▶ DIRECTIONS FOR THIS TASK
Among the entries below, find every line that contains the string "mark", then copy it.

Dataset excerpts:
impl Registry {
    /// Creates a registry for an application and optional vendor.
    ///
    /// An empty key means the corresponding tiers are not used.
    pub fn new(app_key: impl Into<String>, vendor_key: impl Into<String>) -> Self {
        Self {
            settings: Settings::new(),
            app_key: app_key.into(),
            vendor_key: vendor_key.into(),
            system_dirs: env::split_paths(DEFAULT_SYSTEM_PATH)
                .filter(|p| !p.as_os_str().is_empty())
                .collect(),
            user_dir: BaseDirs::new().map(|dirs| dirs.config_dir().join(TOOLKIT_DIR)),
            ascii_mode: cfg!(not(windows)),
            native: None,
        }
    }

    // ========================================================================
    // Configuration
    // ========================================================================

    /// Returns the application key.
    pub fn app_key(&self) -> &str {
        &self.app_key
    }

    /// Returns the vendor key.
    pub fn vendor_key(&self) -> &str {
        &self.vendor_key
    }

    /// Returns the directories searched for system-wide tiers.
    pub fn system_dirs(&self) -> &[PathBuf] {
        &self.system_dirs
    }

    /// Returns the system search path joined with the platform separator.
    pub fn system_path(&self) -> String {
        env::join_paths(&self.system_dirs)
            .map(|joined| joined.to_string_lossy().into_owned())
            .unwrap_or_default()
    }

    /// Sets the system search path from a separator-delimited list.
    pub fn set_system_path(&mut self, path: &str) {
        self.system_dirs = env::split_paths(path)
            .filter(|p| !p.as_os_str().is_empty())
            .collect();
    }

    /// Returns the per-user settings directory.
    pub fn user_dir(&self) -> Option<&Path> {
        self.user_dir.as_deref()
    }

    /// Sets the per-user settings directory.
    pub fn set_user_dir(&mut self, dir: impl Into<PathBuf>) {
        self.user_dir = Some(dir.into());
    }

    /// Returns true if tiers are kept in files rather than a native store.
    pub fn ascii_mode(&self) -> bool {
        self.ascii_mode
    }

    /// Chooses between files and the installed native store.
    pub fn set_ascii_mode(&mut self, ascii: bool) {
        self.ascii_mode = ascii;
    }

    /// Installs a native store, used whenever ascii mode is off.
    pub fn set_native(&mut self, native: Box<dyn NativeRegistry>) {
        self.native = Some(native);
    }

    fn uses_native(&self) -> bool {
        !self.ascii_mode && self.native.is_some()
    }

    // ========================================================================
    // Tier naming
    // ========================================================================

    /// Returns the group name of a tier, relative to its root, without
    /// extension, or `None` if the tier does not apply.
    fn group(&self, tier: Tier) -> Option<PathBuf> {
        let vendor = (!self.vendor_key.is_empty()).then_some(self.vendor_key.as_str());
        let app = (!self.app_key.is_empty()).then_some(self.app_key.as_str());
        match tier {
            Tier::SystemCommon | Tier::UserCommon => Some(PathBuf::from(TOOLKIT_DIR)),
            Tier::SystemVendor | Tier::UserVendor => vendor.map(|v| Path::new(v).join(v)),
            Tier::SystemApplication | Tier::UserApplication => app.map(|a| match vendor {
                Some(v) => Path::new(v).join(a),
                None => PathBuf::from(a),
            }),
        }
    }

    /// Returns the file name of a tier relative to its root directory.
    fn relative_file(&self, tier: Tier) -> Option<PathBuf> {
        if matches!(tier, Tier::SystemCommon | Tier::UserCommon) {
            return Some(PathBuf::from(COMMON_FILE));
        }
        self.group(tier).map(|g| g.with_extension(FILE_EXTENSION))
    }

    /// Returns the settings file backing a tier, if one exists or, for the
    /// user application tier, would be written.
    pub fn tier_file(&self, tier: Tier) -> Option<PathBuf> {
        let relative = self.relative_file(tier)?;
        if tier.is_user() {
            return self.user_dir.as_ref().map(|dir| dir.join(relative));
        }
        self.system_dirs
            .iter()
            .map(|dir| dir.join(&relative))
            .find(|path| path.is_file())
    }

    // ========================================================================
    // Persistence
    // ========================================================================

    /// Loads all tiers in precedence order.
    ///
    /// Missing tiers are skipped. Returns the number of tiers found. The
    /// modified flag is clear afterwards.
    pub fn read(&mut self) -> usize {
        let mut loaded = 0;
        for tier in Tier::ALL {
            if self.read_tier(tier) {
                loaded += 1;
            }
        }
        self.settings.set_modified(false);
        loaded
    }

    fn read_tier(&mut self, tier: Tier) -> bool {
        if self.uses_native() {
            let Some(group) = self.group(tier) else {
                return false;
            };
            let group = group.to_string_lossy().replace('\\', "/");
            let Some(native) = self.native.as_mut() else {
                return false;
            };
            return match native.load(tier, &group, &mut self.settings, tier.mark()) {
                Ok(found) => found,
                Err(e) => {
                    warn!(
                        target: "horizon_lattice_registry::registry",
                        ?tier,
                        group,
                        error = %e,
                        "failed to load native settings group"
                    );
                    false
                }
            };
        }

        let Some(path) = self.tier_file(tier) else {
            debug!(
                target: "horizon_lattice_registry::registry",
                ?tier,
                "settings tier not present"
            );
            return false;
        };
        match self.settings.parse_file(&path, tier.mark()) {
            Ok(()) => true,
            Err(e) => {
                debug!(
                    target: "horizon_lattice_registry::registry",
                    ?tier,
                    path = %path.display(),
                    error = %e,
                    "settings tier skipped"
                );
                false
            }
        }
    }

    /// Persists the user application tier if anything was modified.
    ///
    /// On failure the modified flag stays set so the write can be retried.
    pub fn write(&mut self) -> RegistryResult<()> {
        if !self.settings.is_modified() {
            return Ok(());
        }
        match self.write_user_application() {
            Ok(()) => {
                self.settings.set_modified(false);
                Ok(())
            }
            Err(e) => {
                warn!(
                    target: "horizon_lattice_registry::registry",
                    app = %self.app_key,
                    error = %e,
                    "failed to save settings"
                );
                Err(e)
            }
        }
    }

    fn write_user_application(&mut self) -> RegistryResult<()> {
        if self.app_key.is_empty() {
            return Err(RegistryError::NoApplicationKey);
        }

        if self.uses_native() {
            let group = self
                .group(Tier::UserApplication)
                .ok_or(RegistryError::NoApplicationKey)?
                .to_string_lossy()
                .replace('\\', "/");
            return match self.native.as_mut() {
                Some(native) => native.store(&group, &self.settings),
                None => Err(RegistryError::Native("no native registry installed".into())),
            };
        }

        let path = self
            .tier_file(Tier::UserApplication)
            .ok_or(RegistryError::NoUserDirectory)?;
        if let Some(parent) = path.parent() {
            std::fs::create_dir_all(parent).map_err(|source| RegistryError::CreateDir {
                path: parent.to_path_buf(),
                source,
            })?;
        }
        self.settings.unparse_file(&path)
    }
}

▶ EXERCISE RESPONSE
            return match native.load(tier, &group, &mut self.settings, tier.mark()) {
        match self.settings.parse_file(&path, tier.mark()) {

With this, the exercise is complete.